▶ _Work instructions_
The line containing "use super::*;" marks the end: output every line of the data up to it, and that line too, exactly as written.

Task material Block Start

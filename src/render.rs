//! Colored terminal rendering for engine types.

use chrono::{DateTime, NaiveDate, Utc};
use chrono_tz::Tz;
use clubcal_core::pipeline::VisibleEvent;
use clubcal_core::visibility::MemberAvailability;
use owo_colors::OwoColorize;

pub trait Render {
    fn render(&self) -> String;
}

impl Render for MemberAvailability {
    fn render(&self) -> String {
        let label = self.label();
        match self {
            MemberAvailability::Available => label.green().to_string(),
            MemberAvailability::Limited => label.yellow().to_string(),
            MemberAvailability::Waitlist => label.red().to_string(),
            MemberAvailability::Public => label.cyan().to_string(),
            MemberAvailability::Unavailable => label.dimmed().to_string(),
        }
    }
}

/// "Today", "Tomorrow", or e.g. "Sat Mar 22".
pub fn date_label(date: NaiveDate, today: NaiveDate) -> String {
    match (date - today).num_days() {
        0 => "Today".to_string(),
        1 => "Tomorrow".to_string(),
        _ => date.format("%a %b %-d").to_string(),
    }
}

/// One line per event, grouped under a bold date header.
pub fn render_agenda(
    events: &[VisibleEvent],
    tz: &Tz,
    now: DateTime<Utc>,
    label: impl Fn(&VisibleEvent) -> String,
) -> String {
    let today = now.with_timezone(tz).date_naive();
    let mut lines = Vec::new();
    let mut current: Option<NaiveDate> = None;

    for visible in events {
        let start = visible.event.local_start(tz);
        let date = start.date_naive();
        if current != Some(date) {
            if current.is_some() {
                lines.push(String::new());
            }
            lines.push(date_label(date, today).bold().to_string());
            current = Some(date);
        }

        let mut line = format!("  {:>5} {}", start.format("%H:%M"), visible.event.name);
        if let Some(price) = visible.event.min_price.filter(|p| *p > 0.0) {
            line.push_str(&format!(" {}", format!("${price:.0}").dimmed()));
        }
        line.push_str(&format!("  {}", label(visible)));
        lines.push(line);
    }

    lines.join("\n")
}

#[cfg(test)]
mod tests {
    use super::*;
    use clubcal_core::event::Event;
    use chrono::TimeZone;

    fn d(m: u32, day: u32) -> NaiveDate {
        NaiveDate::from_ymd_opt(2025, m, day).unwrap()
    }

    #[test]
    fn test_date_label() {
        assert_eq!(date_label(d(3, 19), d(3, 19)), "Today");
        assert_eq!(date_label(d(3, 20), d(3, 19)), "Tomorrow");
        assert_eq!(date_label(d(3, 22), d(3, 19)), "Sat Mar 22");
    }

    #[test]
    fn test_agenda_groups_by_local_day() {
        let tz = chrono_tz::America::Los_Angeles;
        let now = Utc.with_ymd_and_hms(2025, 3, 19, 17, 0, 0).unwrap();
        // 18:00 and 19:30 local on Mar 20, then Mar 22
        let events = vec![
            VisibleEvent {
                event: Event::new(1, "Wine Tasting", Utc.with_ymd_and_hms(2025, 3, 21, 1, 0, 0).unwrap())
                    .with_price(40.0),
                availability: MemberAvailability::Limited,
            },
            VisibleEvent {
                event: Event::new(2, "Trivia", Utc.with_ymd_and_hms(2025, 3, 21, 2, 30, 0).unwrap()),
                availability: MemberAvailability::Available,
            },
            VisibleEvent {
                event: Event::new(3, "Hike", Utc.with_ymd_and_hms(2025, 3, 22, 17, 0, 0).unwrap()),
                availability: MemberAvailability::Public,
            },
        ];

        let out = render_agenda(&events, &tz, now, |v| v.availability.as_str().to_string());
        let plain: Vec<_> = out.lines().collect();
        assert_eq!(plain.len(), 6);
        assert!(plain[0].contains("Tomorrow"));
        assert!(plain[1].contains("18:00 Wine Tasting"));
        assert!(plain[1].contains("$40"));
        assert!(plain[1].ends_with("limited"));
        assert!(plain[2].contains("19:30 Trivia"));
        assert_eq!(plain[3], "");
        assert!(plain[4].contains("Sat Mar 22"));
        assert!(plain[5].contains("10:00 Hike"));
    }
}
use anyhow::Result;
use chrono::Utc;
use owo_colors::OwoColorize;

use crate::commands::{FilterArgs, RangeArgs, SourceArgs, prepare};
use crate::render::{Render, render_agenda};

pub async fn run(
    source: &SourceArgs,
    range: RangeArgs,
    filters: FilterArgs,
    json: bool,
    explain: bool,
) -> Result<()> {
    let cal = source.calendar()?;
    let now = Utc::now();
    let window = prepare(&cal, &range, &filters, now).await?;

    let tz = cal.config().timezone;
    let visible: Vec<_> = cal
        .visible(now)
        .into_iter()
        .filter(|v| window.contains(v.event.local_start(&tz).date_naive()))
        .collect();

    if json {
        println!("{}", serde_json::to_string_pretty(&visible)?);
        return Ok(());
    }

    let viewer = match cal.viewer().membership_level() {
        Some(level) => format!("as {level}"),
        None => "as a visitor".to_string(),
    };

    if visible.is_empty() {
        println!("{}", format!("No events {viewer}").dimmed());
    } else {
        let config = cal.config();
        let summary = format!("{} events {viewer}, {window}", visible.len());
        println!("{}\n", summary.dimmed());
        println!(
            "{}",
            render_agenda(&visible, &tz, now, |v| {
                let label = v.availability.label_for(cal.viewer(), config);
                if label == v.availability.label() {
                    v.availability.render()
                } else {
                    label
                }
            })
        );
    }

    if explain {
        let hidden = cal.hidden_by_stage(now);
        if !hidden.is_empty() {
            println!();
            println!("{}", "Hidden".bold());
            for (stage, count) in hidden {
                println!("  {count:>4} by {stage}");
            }
        }
    }

    Ok(())
}
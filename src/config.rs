//! CLI settings: where events come from and who is looking.
//!
//! Shares one file and one environment prefix with the engine config, so a
//! single `config.toml` configures both.

use std::fmt;
use std::path::{Path, PathBuf};

use anyhow::{Context, Result};
use clubcal_core::config::{EngineConfig, layered};
use clubcal_core::visibility::ViewerContext;
use serde::Deserialize;

#[derive(Debug, Clone, Default, Deserialize)]
pub struct Settings {
    /// JSON feed endpoint
    pub feed_url: Option<String>,
    /// Static JSON feed on disk, used when no URL is set
    pub feed_file: Option<PathBuf>,
    /// Membership level of the viewer; unset means anonymous
    pub membership_level: Option<String>,
    #[serde(flatten)]
    pub engine: EngineConfig,
}

/// Where the feed comes from, after command-line overrides.
#[derive(Debug, Clone, PartialEq, Eq)]
pub enum FeedLocation {
    Url(String),
    File(PathBuf),
}

impl fmt::Display for FeedLocation {
    fn fmt(&self, f: &mut fmt::Formatter<'_>) -> fmt::Result {
        match self {
            FeedLocation::Url(url) => f.write_str(url),
            FeedLocation::File(path) => write!(f, "{}", path.display()),
        }
    }
}

impl Settings {
    /// Load from `path` (or the default config path) and `CLUBCAL_*` variables.
    pub fn load(path: Option<&Path>) -> Result<Self> {
        let default_path;
        let path = match path {
            Some(p) => p,
            None => {
                default_path = EngineConfig::config_path()?;
                &default_path
            }
        };
        let settings = layered(Some(path))?
            .try_deserialize()
            .with_context(|| format!("Invalid configuration in {}", path.display()))?;
        Ok(settings)
    }

    /// `--feed` wins over the config file. Anything with a scheme is a URL.
    pub fn feed(&self, flag: Option<&str>) -> Result<FeedLocation> {
        if let Some(raw) = flag {
            return Ok(match url::Url::parse(raw) {
                Ok(url) if matches!(url.scheme(), "http" | "https") => FeedLocation::Url(raw.to_string()),
                _ => FeedLocation::File(PathBuf::from(raw)),
            });
        }
        if let Some(url) = &self.feed_url {
            return Ok(FeedLocation::Url(url.clone()));
        }
        if let Some(file) = &self.feed_file {
            return Ok(FeedLocation::File(file.clone()));
        }
        anyhow::bail!(
            "No event feed configured.\n\n\
            Pass one with:\n  \
            clubcal --feed <url-or-file> events\n\n\
            or set feed_url in the config file (see `clubcal config init`)"
        )
    }

    /// `--as` wins over the config file; `--anonymous` wins over both.
    pub fn viewer(&self, level: Option<&str>, anonymous: bool) -> ViewerContext {
        if anonymous {
            return ViewerContext::anonymous();
        }
        ViewerContext::new(level.or(self.membership_level.as_deref()))
    }
}
//! Normalized club events.
//!
//! Feeds are converted into these types once, at ingestion (see `ingest`), and
//! every other module works exclusively with them. An `Event` is never mutated
//! during a filter pass; refreshes replace the whole collection.

use std::fmt;

use chrono::{DateTime, Duration, TimeZone, Utc};
use serde::{Deserialize, Serialize};

use crate::constants::{GENERAL_COMMITTEE, PUBLIC_TAGS};
use crate::tags::TagSet;

/// Stable event identifier. Feeds use numeric ids, but string ids are accepted.
#[derive(Debug, Clone, PartialEq, Eq, Hash, PartialOrd, Ord, Serialize, Deserialize)]
#[serde(untagged)]
pub enum EventId {
    Number(i64),
    Text(String),
}

impl fmt::Display for EventId {
    fn fmt(&self, f: &mut fmt::Formatter<'_>) -> fmt::Result {
        match self {
            EventId::Number(n) => write!(f, "{}", n),
            EventId::Text(s) => f.write_str(s),
        }
    }
}

impl From<i64> for EventId {
    fn from(n: i64) -> Self {
        EventId::Number(n)
    }
}

impl From<i32> for EventId {
    fn from(n: i32) -> Self {
        EventId::Number(i64::from(n))
    }
}

impl From<&str> for EventId {
    fn from(s: &str) -> Self {
        EventId::Text(s.to_string())
    }
}

/// Coarse registration capacity.
#[derive(Debug, Clone, Copy, PartialEq, Eq, Hash, Serialize, Deserialize)]
#[serde(rename_all = "lowercase")]
pub enum CapacityStatus {
    /// No registration limit
    Unlimited,
    Available,
    Low,
    Full,
}

impl CapacityStatus {
    pub fn has_openings(&self) -> bool {
        !matches!(self, CapacityStatus::Full)
    }
}

/// A single bookable occurrence (or a parent container of sessions).
#[derive(Debug, Clone, PartialEq, Serialize, Deserialize)]
pub struct Event {
    pub id: EventId,
    pub name: String,
    pub description: Option<String>,
    pub location: Option<String>,
    pub start: DateTime<Utc>,
    pub end: DateTime<Utc>,
    pub tags: TagSet,

    // Registration
    /// Open to guests regardless of tags
    pub has_guest_tickets: bool,
    /// Lowercased registration-type names, e.g. "alumni ticket"
    pub ticket_types: Vec<String>,
    pub registration_open: Option<DateTime<Utc>>,
    pub registration_close: Option<DateTime<Utc>>,
    /// Remaining spots; `None` means no limit
    pub spots_remaining: Option<i64>,
    /// Lowest registration price; `None` means free
    pub min_price: Option<f64>,
    pub registration_url: Option<String>,

    // Grouping
    pub committee: String,
    /// Set on sessions of a recurring parent event
    pub parent_event_id: Option<EventId>,
}

impl Event {
    /// A one-hour, member-only, free, unlimited event. Use the `with_*`
    /// builders to fill in the rest.
    pub fn new(id: impl Into<EventId>, name: &str, start: DateTime<Utc>) -> Self {
        Event {
            id: id.into(),
            name: name.to_string(),
            description: None,
            location: None,
            start,
            end: start + Duration::hours(1),
            tags: TagSet::new(),
            has_guest_tickets: false,
            ticket_types: Vec::new(),
            registration_open: None,
            registration_close: None,
            spots_remaining: None,
            min_price: None,
            registration_url: None,
            committee: GENERAL_COMMITTEE.to_string(),
            parent_event_id: None,
        }
    }

    pub fn with_tags<S: AsRef<str>>(mut self, tags: impl IntoIterator<Item = S>) -> Self {
        for tag in tags {
            self.tags.insert(tag.as_ref());
        }
        self
    }

    pub fn with_end(mut self, end: DateTime<Utc>) -> Self {
        self.end = end;
        self
    }

    pub fn with_guest_tickets(mut self, has_guest_tickets: bool) -> Self {
        self.has_guest_tickets = has_guest_tickets;
        self
    }

    pub fn with_ticket_type(mut self, name: &str) -> Self {
        self.ticket_types.push(name.trim().to_lowercase());
        self
    }

    pub fn with_spots_remaining(mut self, spots: i64) -> Self {
        self.spots_remaining = Some(spots);
        self
    }

    pub fn with_price(mut self, price: f64) -> Self {
        self.min_price = Some(price);
        self
    }

    pub fn with_registration_open(mut self, open: DateTime<Utc>) -> Self {
        self.registration_open = Some(open);
        self
    }

    pub fn with_parent(mut self, parent: impl Into<EventId>) -> Self {
        self.parent_event_id = Some(parent.into());
        self
    }

    pub fn with_committee(mut self, committee: &str) -> Self {
        self.committee = committee.to_string();
        self
    }

    pub fn with_description(mut self, description: &str) -> Self {
        self.description = Some(description.to_string());
        self
    }

    pub fn with_location(mut self, location: &str) -> Self {
        self.location = Some(location.to_string());
        self
    }

    /// Start time on the club's wall clock.
    pub fn local_start<Z: TimeZone>(&self, tz: &Z) -> DateTime<Z> {
        self.start.with_timezone(tz)
    }

    /// Guest-visible: tagged public, or registerable by guests.
    pub fn is_public(&self) -> bool {
        self.has_guest_tickets || PUBLIC_TAGS.iter().any(|t| self.tags.contains(t))
    }

    /// True if a registration type names this membership tier as whole
    /// words: "Alumni Ticket" names "alumni", "Non-Alumni Member" does not.
    pub fn has_ticket_for(&self, tier: &str) -> bool {
        let tier = words(tier);
        !tier.is_empty()
            && self
                .ticket_types
                .iter()
                .any(|t| words(t).windows(tier.len()).any(|w| w == tier.as_slice()))
    }

    pub fn capacity_status(&self, low_threshold: u32) -> CapacityStatus {
        match self.spots_remaining {
            None => CapacityStatus::Unlimited,
            Some(n) if n <= 0 => CapacityStatus::Full,
            Some(n) if n <= i64::from(low_threshold) => CapacityStatus::Low,
            Some(_) => CapacityStatus::Available,
        }
    }

    /// Price used by cost filters; absent means free.
    pub fn price(&self) -> f64 {
        self.min_price.unwrap_or(0.0)
    }

    pub fn is_free(&self) -> bool {
        self.price() <= 0.0
    }

    pub fn is_multi_day(&self) -> bool {
        self.end - self.start > Duration::days(1)
    }
}

/// Lowercased words; hyphens stay inside a word.
fn words(text: &str) -> Vec<String> {
    text.split(|c: char| !(c.is_alphanumeric() || c == '-'))
        .filter(|w| !w.is_empty())
        .map(str::to_lowercase)
        .collect()
}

Task material Block End

▶ _Output of the task_
filename src/render.rs
//! Colored terminal rendering for engine types.

use chrono::{DateTime, NaiveDate, Utc};
use chrono_tz::Tz;
use clubcal_core::pipeline::VisibleEvent;
use clubcal_core::visibility::MemberAvailability;
use owo_colors::OwoColorize;

pub trait Render {
    fn render(&self) -> String;
}

impl Render for MemberAvailability {
    fn render(&self) -> String {
        let label = self.label();
        match self {
            MemberAvailability::Available => label.green().to_string(),
            MemberAvailability::Limited => label.yellow().to_string(),
            MemberAvailability::Waitlist => label.red().to_string(),
            MemberAvailability::Public => label.cyan().to_string(),
            MemberAvailability::Unavailable => label.dimmed().to_string(),
        }
    }
}

/// "Today", "Tomorrow", or e.g. "Sat Mar 22".
pub fn date_label(date: NaiveDate, today: NaiveDate) -> String {
    match (date - today).num_days() {
        0 => "Today".to_string(),
        1 => "Tomorrow".to_string(),
        _ => date.format("%a %b %-d").to_string(),
    }
}

/// One line per event, grouped under a bold date header.
pub fn render_agenda(
    events: &[VisibleEvent],
    tz: &Tz,
    now: DateTime<Utc>,
    label: impl Fn(&VisibleEvent) -> String,
) -> String {
    let today = now.with_timezone(tz).date_naive();
    let mut lines = Vec::new();
    let mut current: Option<NaiveDate> = None;

    for visible in events {
        let start = visible.event.local_start(tz);
        let date = start.date_naive();
        if current != Some(date) {
            if current.is_some() {
                lines.push(String::new());
            }
            lines.push(date_label(date, today).bold().to_string());
            current = Some(date);
        }

        let mut line = format!("  {:>5} {}", start.format("%H:%M"), visible.event.name);
        if let Some(price) = visible.event.min_price.filter(|p| *p > 0.0) {
            line.push_str(&format!(" {}", format!("${price:.0}").dimmed()));
        }
        line.push_str(&format!("  {}", label(visible)));
        lines.push(line);
    }

    lines.join("\n")
}

#[cfg(test)]
mod tests {
    use super::*;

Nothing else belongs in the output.